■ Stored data

-=-=-=-=-

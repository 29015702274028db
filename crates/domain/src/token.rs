use serde::{Deserialize, Serialize};
use std::fmt;

/// Ticker symbol of one side of the pair (e.g. `WETH`).
///
/// Always non-empty and free of surrounding whitespace.
#[derive(Debug, Clone, PartialEq, Eq, Hash, Serialize, Deserialize)]
#[serde(transparent)]
pub struct TokenSymbol(String);

impl TokenSymbol {
    /// Builds a symbol from raw user text. Returns `None` when the text is
    /// empty after trimming.
    pub fn parse(raw: &str) -> Option<Self> {
        let trimmed = raw.trim();
        if trimmed.is_empty() {
            return None;
        }
        Some(Self(trimmed.to_string()))
    }

    pub fn as_str(&self) -> &str {
        &self.0
    }
}

impl fmt::Display for TokenSymbol {
    fn fmt(&self, f: &mut fmt::Formatter<'_>) -> fmt::Result {
        f.write_str(&self.0)
    }
}
//! End-to-end calculation: position split followed by range derivation.

use crate::error::CalculationError;
use crate::math::split_position;
use crate::token::TokenSymbol;
use crate::value_objects::calculation_result::CalculationResult;
use crate::value_objects::percentage::Percentage;
use crate::value_objects::price::Price;
use crate::value_objects::price_range::PriceRange;
use rust_decimal::Decimal;
use serde::{Deserialize, Serialize};

/// Fully parsed inputs for one calculation.
#[derive(Debug, Clone, PartialEq, Eq, Serialize, Deserialize)]
pub struct CalculationRequest {
    pub token1_symbol: TokenSymbol,
    pub token2_symbol: TokenSymbol,
    pub token1_price_usd: Price,
    pub token2_price_usd: Price,
    pub total_value_usd: Decimal,
    pub upper_bound: Percentage,
    pub lower_bound: Percentage,
}

/// Sizes the position and hedge, then derives the price range around the
/// resulting pair price.
pub fn calculate(request: &CalculationRequest) -> Result<CalculationResult, CalculationError> {
    let split = split_position(
        request.token1_price_usd,
        request.token2_price_usd,
        request.total_value_usd,
    )?;
    let range = PriceRange::around(split.pair_price, request.upper_bound, request.lower_bound)?;

    Ok(CalculationResult::from_parts(request, split, range))
}
//! Input handling for the hedge calculator: raw form fields, parsing,
//! validation and the form controller that drives the calculation.

pub mod error;
pub mod field;
pub mod form;
pub mod inputs;
pub mod parse;
pub mod prelude;
pub mod validation;

pub use error::FormError;
pub use field::{FieldKind, FormField, UnknownField};
pub use form::{FormPhase, HedgeForm};
pub use inputs::FormInputs;
pub use parse::{ParseFailure, parse_decimal};
pub use validation::{
    BoundPolicy, FailurePolicy, ValidationConfig, ValidationError, ValidationFailure, Validator,
};
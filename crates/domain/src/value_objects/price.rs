use rust_decimal::Decimal;
use serde::{Deserialize, Serialize};
use std::fmt;

/// A price expressed as a decimal value.
///
/// Depending on context this is either a USD price of a single token or a
/// pair price (token 1 denominated in token 2).
#[derive(Debug, Clone, Copy, PartialEq, Eq, PartialOrd, Ord, Serialize, Deserialize)]
pub struct Price {
    pub value: Decimal,
}

impl Price {
    pub fn new(value: Decimal) -> Self {
        Self { value }
    }

    pub fn is_positive(&self) -> bool {
        self.value > Decimal::ZERO
    }

    /// Returns the reciprocal price.
    ///
    /// Only a positive price has a meaningful reciprocal, so zero and
    /// negative prices yield `None`, as does a reciprocal too large for the
    /// decimal range.
    pub fn invert(&self) -> Option<Self> {
        if !self.is_positive() {
            return None;
        }
        Decimal::ONE.checked_div(self.value).map(Self::new)
    }
}

impl fmt::Display for Price {
    fn fmt(&self, f: &mut fmt::Formatter<'_>) -> fmt::Result {
        write!(f, "{}", self.value)
    }
}
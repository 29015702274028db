//! Text and JSON rendering of the form state.

use clap::ValueEnum;
use hedge_calc_domain::{CalculationResult, Price};
use hedge_calc_form::{FormField, FormInputs, FormPhase, HedgeForm};
use prettytable::{Table, format, row};
use rust_decimal::Decimal;
use serde_json::json;

/// Output format for results and errors.
#[derive(Debug, Clone, Copy, PartialEq, Eq, Default, ValueEnum)]
pub enum OutputFormat {
    #[default]
    Table,
    Json,
}

/// Rounds for display and drops trailing zeros.
fn display(value: Decimal, dp: u32) -> String {
    value.round_dp(dp).normalize().to_string()
}

/// An inverted range edge, or `missing` when it has no positive reciprocal.
fn display_edge(edge: Option<Price>, dp: u32, missing: &str) -> String {
    edge.map_or_else(|| missing.to_string(), |price| display(price.value, dp))
}

fn boxed_table() -> Table {
    let mut table = Table::new();
    table.set_format(*format::consts::FORMAT_BOX_CHARS);
    table
}

/// The results panel: position, USD values, hedges and price range.
pub fn result_panel(result: &CalculationResult, output: OutputFormat) -> String {
    match output {
        OutputFormat::Json => json!({ "result": result }).to_string(),
        OutputFormat::Table => {
            let t1 = result.token1_symbol.as_str();
            let t2 = result.token2_symbol.as_str();

            let mut position = boxed_table();
            position.set_titles(row!["Token", "Amount", "Value (USD)", "Hedge"]);
            position.add_row(row![
                t1,
                r->display(result.token1_amount, 6),
                r->format!("{:.2}", result.token1_value_usd),
                r->display(result.token1_hedge, 6)
            ]);
            position.add_row(row![
                t2,
                r->display(result.token2_amount, 6),
                r->format!("{:.2}", result.token2_value_usd),
                r->display(result.token2_hedge, 6)
            ]);
            let total = result
                .total_position_value_usd()
                .map_or_else(|| "n/a".to_string(), |total| format!("{total:.2}"));
            position.add_row(row!["Total", "", r->total, ""]);

            let mut range = boxed_table();
            range.set_titles(row!["Edge", format!("{t1}/{t2}"), format!("{t2}/{t1}")]);
            let inverted = result.price_range.invert();
            range.add_row(row![
                "Lower",
                r->display(result.price_range.lower_price.value, 10),
                r->display_edge(inverted.lower_price, 6, "n/a")
            ]);
            range.add_row(row![
                "Current",
                r->display(result.price_range.current_price.value, 10),
                r->display_edge(inverted.current_price, 6, "n/a")
            ]);
            range.add_row(row![
                "Upper",
                r->display(result.price_range.upper_price.value, 10),
                r->display_edge(inverted.upper_price, 6, "unbounded")
            ]);

            format!(
                "Position for {:.2} USD in {} (range -{} / +{})\n{}\nPair price: {} {}\n{}",
                result.total_value_usd,
                result.pair_label(),
                result.lower_bound,
                result.upper_bound,
                position,
                display(result.pair_price.value, 10),
                result.pair_label(),
                range
            )
        }
    }
}

/// The error panel: a single message replacing any result.
pub fn error_panel(message: &str, output: OutputFormat) -> String {
    match output {
        OutputFormat::Json => json!({ "error": message }).to_string(),
        OutputFormat::Table => format!("Error: {message}"),
    }
}

/// Current inputs, with the phase and whatever panel the form shows.
pub fn form_summary(form: &HedgeForm, output: OutputFormat) -> String {
    match output {
        OutputFormat::Json => json!({
            "inputs": form.inputs(),
            "phase": form.phase(),
            "result": form.result(),
            "error": form.error(),
        })
        .to_string(),
        OutputFormat::Table => {
            let mut out = inputs_table(form.inputs()).to_string();
            let phase = match form.phase() {
                FormPhase::Idle => "idle",
                FormPhase::Displaying => "displaying result",
                FormPhase::ErrorDisplayed => "displaying error",
            };
            out.push_str(&format!("State: {phase}\n"));
            if let Some(result) = form.result() {
                out.push_str(&result_panel(result, output));
            } else if let Some(error) = form.error() {
                out.push_str(&error_panel(error, output));
            }
            out
        }
    }
}

fn inputs_table(inputs: &FormInputs) -> Table {
    let mut table = boxed_table();
    table.set_titles(row!["Field", "Label", "Value"]);
    for (field, value) in inputs.iter() {
        table.add_row(row![field.name(), field.label(), value]);
    }
    table
}

/// Field reference: name, default and help text.
pub fn fields_table() -> String {
    let mut table = boxed_table();
    table.set_titles(row!["Field", "Default", "Help"]);
    for field in FormField::ALL {
        table.add_row(row![field.name(), field.default_value(), field.help()]);
    }
    table.to_string()
}

#[cfg(test)]
mod tests {
    use super::*;
    use rust_decimal_macros::dec;

    fn calculated() -> HedgeForm {
        let mut form = HedgeForm::default();
        form.calculate().unwrap();
        form
    }

    #[test]
    fn test_display_rounding() {
        assert_eq!(display(dec!(7032.3488045007), 4), "7032.3488");
        assert_eq!(display(dec!(2.000000), 6), "2");
        assert_eq!(display(dec!(0.0002844), 10), "0.0002844");
    }

    #[test]
    fn test_result_table() {
        let form = calculated();
        let text = result_panel(form.result().unwrap(), OutputFormat::Table);

        assert!(text.contains("S/WETH"));
        assert!(text.contains("7032.348805"));
        assert!(text.contains("5000.00"));
        assert!(text.contains("10000.00"));
        assert!(text.contains("0.0002844"));
    }

    fn calculated_with_lower_bound(lower_bound: &str) -> HedgeForm {
        let mut form = HedgeForm::default();
        form.set(FormField::LowerBound, lower_bound);
        form.calculate().unwrap();
        form
    }

    #[test]
    fn test_inverted_range_unbounded_at_full_lower_bound() {
        let form = calculated_with_lower_bound("100");
        let text = result_panel(form.result().unwrap(), OutputFormat::Table);

        assert!(text.contains("unbounded"));
        assert!(text.contains("3516.174402"));
    }

    #[test]
    fn test_inverted_range_unbounded_past_full_lower_bound() {
        let form = calculated_with_lower_bound("150");
        let text = result_panel(form.result().unwrap(), OutputFormat::Table);

        assert!(text.contains("unbounded"));
        assert!(text.contains("-0.0001422"));
        assert!(!text.contains("-7032"));
    }

    #[test]
    fn test_inverted_range_bounded_by_default() {
        let form = calculated();
        let text = result_panel(form.result().unwrap(), OutputFormat::Table);

        assert!(!text.contains("unbounded"));
        assert!(!text.contains("n/a"));
    }

    #[test]
    fn test_total_row_at_decimal_limit() {
        let mut form = HedgeForm::default();
        form.set(FormField::Token1Price, "1");
        form.set(FormField::Token2Price, "1");
        form.set(FormField::TotalLiquidity, "79228162514264337593543950335");
        form.calculate().unwrap();

        let text = result_panel(form.result().unwrap(), OutputFormat::Table);
        assert!(text.contains("Total"));
        assert!(text.contains("n/a"));
    }

    #[test]
    fn test_display_edge() {
        assert_eq!(display_edge(Some(Price::new(dec!(0.25))), 6, "n/a"), "0.25");
        assert_eq!(display_edge(None, 6, "unbounded"), "unbounded");
    }

    #[test]
    fn test_result_json() {
        let form = calculated();
        let text = result_panel(form.result().unwrap(), OutputFormat::Json);
        let value: serde_json::Value = serde_json::from_str(&text).unwrap();

        assert_eq!(value["result"]["token1_symbol"], "S");
        let token2_amount: Decimal = value["result"]["token2_amount"]
            .as_str()
            .unwrap()
            .parse()
            .unwrap();
        assert_eq!(token2_amount, dec!(2));
    }

    #[test]
    fn test_error_panels() {
        assert_eq!(
            error_panel("Token 1 Symbol is required", OutputFormat::Table),
            "Error: Token 1 Symbol is required"
        );
        let value: serde_json::Value =
            serde_json::from_str(&error_panel("bad", OutputFormat::Json)).unwrap();
        assert_eq!(value["error"], "bad");
    }

    #[test]
    fn test_summary_shows_error_after_failure() {
        let mut form = HedgeForm::default();
        form.set(FormField::TotalLiquidity, "abc");
        let _ = form.calculate();

        let text = form_summary(&form, OutputFormat::Table);
        assert!(text.contains("displaying error"));
        assert!(text.contains("Total Liquidity (USD) must be a number"));
    }

    #[test]
    fn test_fields_table_lists_defaults() {
        let text = fields_table();
        assert!(text.contains("token1Price"));
        assert!(text.contains("0.7110"));
        assert!(text.contains("WETH"));
    }
}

-=-=-=-=-

■ Exercise requirements
Across the data shown above, how many lines carry the string "Returns"? Reply with the figure by itself.

■ Result for this task
2